_ CHAPTER XIX. THE QUALITY OF MERCY
A vast dizziness and a throbbing of the head remained after they were quite done with me, but something of this left me when finally I sat leaning back against the wagon body and looked about me. There were straight, motionless figures lying under the blankets in the shade, and under other blankets were men who writhed and moaned. Belknap passed about the place, graver and apparently years older than at the beginning of this, his first experience in the field. He put out burial parties at once. A few of the Sioux, including the one on whom Andrew Jackson McGovern had vented his new-found spleen, were covered scantily where they lay. Our own dead were removed to the edge of the bluff; and so more headstones, simple and rude, went to line the great pathway into the West.
Again Ellen Meriwether came and sat by me. She had now removed the gray traveling gown, for reasons which I could guess, and her costume might have been taken from a collector's chest rather than a woman's wardrobe. All at once we seemed, all of us, to be blending with these surroundings, becoming savage as these other savages. It might almost have been a savage woman who came to me.

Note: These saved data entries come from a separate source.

// Kernel logging (printk) with ring buffer
//
// Every message lands in a fixed-size in-kernel ring of timestamped
// entries; WARN and above are mirrored to the serial console immediately.
// Bring-up code logs structured name=value context on the same path.

use crate::ringbuf::RingBuffer;
use core::fmt::{self, Write};
use core::sync::atomic::{AtomicU8, Ordering};
use spin::Mutex;

#[derive(Debug, Clone, Copy, PartialEq, Eq, PartialOrd, Ord)]
#[repr(u8)]
pub enum LogLevel {
    Error = 0,
    Warn = 1,
    Info = 2,
    Debug = 3,
}

impl LogLevel {
    pub fn as_str(&self) -> &'static str {
        match self {
            LogLevel::Error => "ERROR",
            LogLevel::Warn => "WARN",
            LogLevel::Info => "INFO",
            LogLevel::Debug => "DEBUG",
        }
    }
}

/// Runtime log threshold; messages above it only reach the ring buffer.
static CONSOLE_LEVEL: AtomicU8 = AtomicU8::new(LogLevel::Warn as u8);

pub fn set_console_level(level: LogLevel) {
    CONSOLE_LEVEL.store(level as u8, Ordering::Relaxed);
}

pub fn console_level() -> LogLevel {
    match CONSOLE_LEVEL.load(Ordering::Relaxed) {
        0 => LogLevel::Error,
        1 => LogLevel::Warn,
        2 => LogLevel::Info,
        _ => LogLevel::Debug,
    }
}

#[derive(Copy, Clone)]
pub struct LogEntry {
    pub timestamp_us: u64,
    pub level: LogLevel,
    pub message: [u8; 192],
    pub len: usize,
}

struct LogBuffer {
    buffer: Mutex<RingBuffer<LogEntry, 1024>>,
}

impl LogBuffer {
    const fn new() -> Self {
        Self {
            buffer: Mutex::new(RingBuffer::new()),
        }
    }
}

static KERNEL_LOG: LogBuffer = LogBuffer::new();

struct ConsoleWriter;

impl Write for ConsoleWriter {
    fn write_str(&mut self, s: &str) -> fmt::Result {
        crate::uart::write_bytes(s.as_bytes());
        Ok(())
    }
}

pub fn log(level: LogLevel, args: fmt::Arguments) {
    let mut message = [0u8; 192];
    let msg_str = alloc::format!("{}", args);
    let len = core::cmp::min(msg_str.len(), message.len());
    message[..len].copy_from_slice(&msg_str.as_bytes()[..len]);

    let entry = LogEntry {
        timestamp_us: crate::time::get_timestamp_us(),
        level,
        message,
        len,
    };
    KERNEL_LOG.buffer.lock().push(entry);

    if level <= console_level() {
        let mut writer = ConsoleWriter;
        let _ = write!(writer, "[{}] {}\n", level.as_str(), msg_str);
    }
}

/// Drain the whole log ring, oldest entry first.
pub fn drain_log() -> alloc::vec::Vec<LogEntry> {
    KERNEL_LOG.buffer.lock().drain_all()
}

#[macro_export]
macro_rules! printk {
    ($level:expr, $($arg:tt)*) => {
        $crate::printk::log($level, format_args!($($arg)*))
    };
}

#[macro_export]
macro_rules! error {
    ($($arg:tt)*) => {
        $crate::printk!($crate::printk::LogLevel::Error, $($arg)*)
    };
}

#[macro_export]
macro_rules! warn {
    ($($arg:tt)*) => {
        $crate::printk!($crate::printk::LogLevel::Warn, $($arg)*)
    };
}

#[macro_export]
macro_rules! info {
    ($($arg:tt)*) => {
        $crate::printk!($crate::printk::LogLevel::Info, $($arg)*)
    };
}

#[macro_export]
macro_rules! debug {
    ($($arg:tt)*) => {
        $crate::printk!($crate::printk::LogLevel::Debug, $($arg)*)
    };
}

#[cfg(test)]
mod tests {
    use super::*;

    #[test]
    fn messages_land_in_ring() {
        crate::info!("printk ring smoke {}", 42);
        let entries = drain_log();
        let hit = entries
            .iter()
            .find(|e| &e.message[..e.len] == b"printk ring smoke 42")
            .expect("ring holds the entry");
        assert_eq!(hit.level, LogLevel::Info);
    }

    #[test]
    fn long_messages_truncate() {
        let long = "y".repeat(500);
        crate::printk::log(LogLevel::Debug, format_args!("{}", long));
        let entries = drain_log();
        assert!(entries
            .iter()
            .any(|e| e.len == 192 && e.message.iter().all(|&b| b == b'y')));
    }
}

Her skirt was short; made of white tanned antelope leather. Above it fell the ragged edges of a native tunic or shirt of yellow buck, ornamented with elk teeth, embroidered in stained quills. Her feet still wore a white woman's shoes, although the short skirt was enforced by native leggins, beaded and becylindered in metals so that she tinkled as the walked. Her hair, now becoming yellower and more sunburned at the ends, was piled under her felt hat, and the modishness of long cylindrical curls was quite forgot. The brown of her cheeks, already strongly sunburned, showed in strange contrast to the snowy white of her neck, now exposed by the low neck aperture of the Indian tunic. Her gloves, still fairly fresh, she wore tucked through her belt, army fashion. I could see the red heart still, embroidered on the cuff!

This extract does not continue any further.